Рядом останавливается машина. Анна-Карин уголком глаза видит за рулем Мининого папу. В машине на полную громкость включены новости. Спокойный женский голос диктора слышен даже на улице.
— Я пойду, — говорит Мину. — Знаешь, я, конечно, не психотерапевт, но мне кажется, у твоей мамы депрессия. Хочешь, помогу тебе найти телефон врача? Моя мама наверняка знает, куда лучше обратиться.
— Спасибо, — отвечает Анна-Карин. — Но она не будет звонить никакому врачу.
— Ну, если надумаешь, скажи. — На прощание Мину неловко коснулась руки Анны-Карин. Анна-Карин опешила. Пока она собиралась с мыслями, Мину уже села в машину и уехала.
— Какой ужас! — восклицает Ида. — Полный отстой!
— Не хочешь позвать их сегодня на барбекю? — предложил Эрик.
Он и Робин засмеялись. В конце коридора Мишель и Эвелина, хохоча, боролись с парнями с третьего курса.

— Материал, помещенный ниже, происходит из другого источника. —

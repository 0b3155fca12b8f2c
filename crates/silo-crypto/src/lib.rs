//! # Silo Crypto
//!
//! Every cryptographic decision in the pipeline lives here:
//!
//! - **AES-256-GCM** binds authentication to encryption per segment,
//!   ruling out silent corruption ([`cipher`])
//! - **Ed25519** gives deterministic small signatures with no nonce risk
//!   for folder artifacts and access proofs ([`sign`])
//! - **Scrypt** is the default password KDF because it resists GPU
//!   attack; PBKDF2 is the fallback ([`kdf`])
//! - **SHA-256** is the content address of files and segments ([`hash`])
//! - The dual-subject scheme and Message-ID minting keep the wire free
//!   of anything keyed to plaintext ([`obfuscate`])
//! - User and folder key lifecycles, wrapped-at-rest ([`identity`])
//! - Share key derivation and challenge-response access proofs
//!   ([`access`])

pub mod access;
pub mod cipher;
pub mod error;
pub mod hash;
pub mod identity;
pub mod kdf;
pub mod obfuscate;
pub mod sign;

pub use error::{CryptoError, Result};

Ида не понимала, как Ванесса может общаться с этими девицами. По сравнению с ними сама Ванесса была просто образцом интеллигентности и вкуса. Мишель и Эвелина вечно вешаются на шею старшим парням, ходят полуголыми, красятся без меры и слишком громко и часто смеются. Впечатление такое, будто они ни разу за всю свою жизнь не задумывались над тем, что делают.
— Видели блог Эвелины? — спросил Эрик. — Похоже, у нее совсем с мозгами беда.

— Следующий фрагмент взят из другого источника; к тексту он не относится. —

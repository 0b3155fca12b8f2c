//! The share index
//!
//! A publication binds a share ID to one folder version through this
//! structure: file metadata plus every posted segment location, plus the
//! folder data key that decrypts segment bodies. Serialized with
//! bincode (length-prefixed typed fields, no self-describing format)
//! and encrypted with AES-256-GCM under the per-mode share key. It
//! never exists in plaintext outside the producing and consuming
//! clients.

use serde::{Deserialize, Serialize};

use crate::error::{PublishError, Result};
use silo_core::types::{
    FileId, FolderId, MessageId, PackEntry, PackGroupId, Sha256Digest, UsenetSubject,
};
use silo_crypto::cipher::{decrypt, encrypt, Sealed};

/// Bump when the serialized shape changes; consumers refuse newer
/// formats
pub const INDEX_FORMAT_VERSION: u16 = 1;

/// One posted copy of a segment
#[derive(Clone, Debug, PartialEq, Eq, Serialize, Deserialize)]
pub struct SegmentLocation {
    pub redundancy: u8,
    pub message_id: MessageId,
    pub usenet_subject: UsenetSubject,
}

/// One logical segment with every copy that reached the wire
#[derive(Clone, Debug, PartialEq, Eq, Serialize, Deserialize)]
pub struct SegmentDescriptor {
    pub segment_index: u32,
    /// Plaintext offset within the parent file (0 for packs)
    pub offset: u64,
    pub length: u32,
    /// SHA-256 of the plaintext slice; verified on retrieval
    pub sha256: Sha256Digest,
    /// Any one surviving location is sufficient
    pub locations: Vec<SegmentLocation>,
}

/// One file of the snapshot. Large files carry their segment list;
/// files below the segment size are reached through a pack group.
#[derive(Clone, Debug, PartialEq, Eq, Serialize, Deserialize)]
pub struct IndexFile {
    pub file_id: FileId,
    pub rel_path: String,
    pub size: u64,
    pub sha256: Sha256Digest,
    pub mime: Option<String>,
    pub segments: Vec<SegmentDescriptor>,
}

/// One pack group of the snapshot with its single packed segment
#[derive(Clone, Debug, PartialEq, Eq, Serialize, Deserialize)]
pub struct IndexPack {
    pub pack_id: PackGroupId,
    pub total_length: u32,
    pub entries: Vec<PackEntry>,
    pub segment: SegmentDescriptor,
}

/// The decrypted index a consumer reconstructs from
#[derive(Clone, Debug, PartialEq, Eq, Serialize, Deserialize)]
pub struct PlaintextIndex {
    pub format_version: u16,
    pub folder_id: FolderId,
    pub folder_version: u64,
    /// AES key for segment bodies; travels only inside this structure
    pub data_key: [u8; 32],
    pub files: Vec<IndexFile>,
    pub packs: Vec<IndexPack>,
}

impl PlaintextIndex {
    /// Serialize and encrypt under the per-mode share key
    pub fn seal(&self, share_key: &[u8; 32]) -> Result<Vec<u8>> {
        let plain = bincode::serialize(self).map_err(|_| PublishError::MalformedIndex)?;
        Ok(encrypt(&plain, share_key)?.to_bytes())
    }

    /// Decrypt and parse. A wrong key fails the GCM tag before any
    /// parsing happens.
    pub fn open(blob: &[u8], share_key: &[u8; 32]) -> Result<Self> {
        let sealed = Sealed::from_bytes(blob)?;
        let plain = decrypt(&sealed, share_key)?;
        let index: PlaintextIndex =
            bincode::deserialize(&plain).map_err(|_| PublishError::MalformedIndex)?;
        if index.format_version > INDEX_FORMAT_VERSION {
            return Err(PublishError::UnsupportedFormat(index.format_version));
        }
        Ok(index)
    }

    /// Total plaintext bytes the snapshot reconstructs to
    pub fn total_bytes(&self) -> u64 {
        self.files.iter().map(|f| f.size).sum()
    }
}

— У симпатичных девчонок всегда с мозгами беда, — сказал Робин, словно констатируя непреложный факт.
Ида резко повернулась к нему:
— Что ты хочешь сказать?
Глаза Робина испуганно забегали.
— Ну это ведь и правда так… Если девчонка симпатичная, ей не нужно напрягаться в жизни, вот у нее мозг и не развивается.
— У меня тоже мозг не развивается? — спросила Ида.
— У тебя развивается.
— Значит, я не симпатичная?
— Перестань, Ида! — застонал Эрик, а Робин начал блеять что-то про исключения из правил.
Ида прикусила язык. Здесь не место устраивать сцену. Есть дела и поважнее.
Сегодня вечером родители Иды приглашают всех на барбекю. Мама Иды тщательно все спланировала. Продумала до мельчайших деталей. Чтобы никакая случайность не испортила вечер.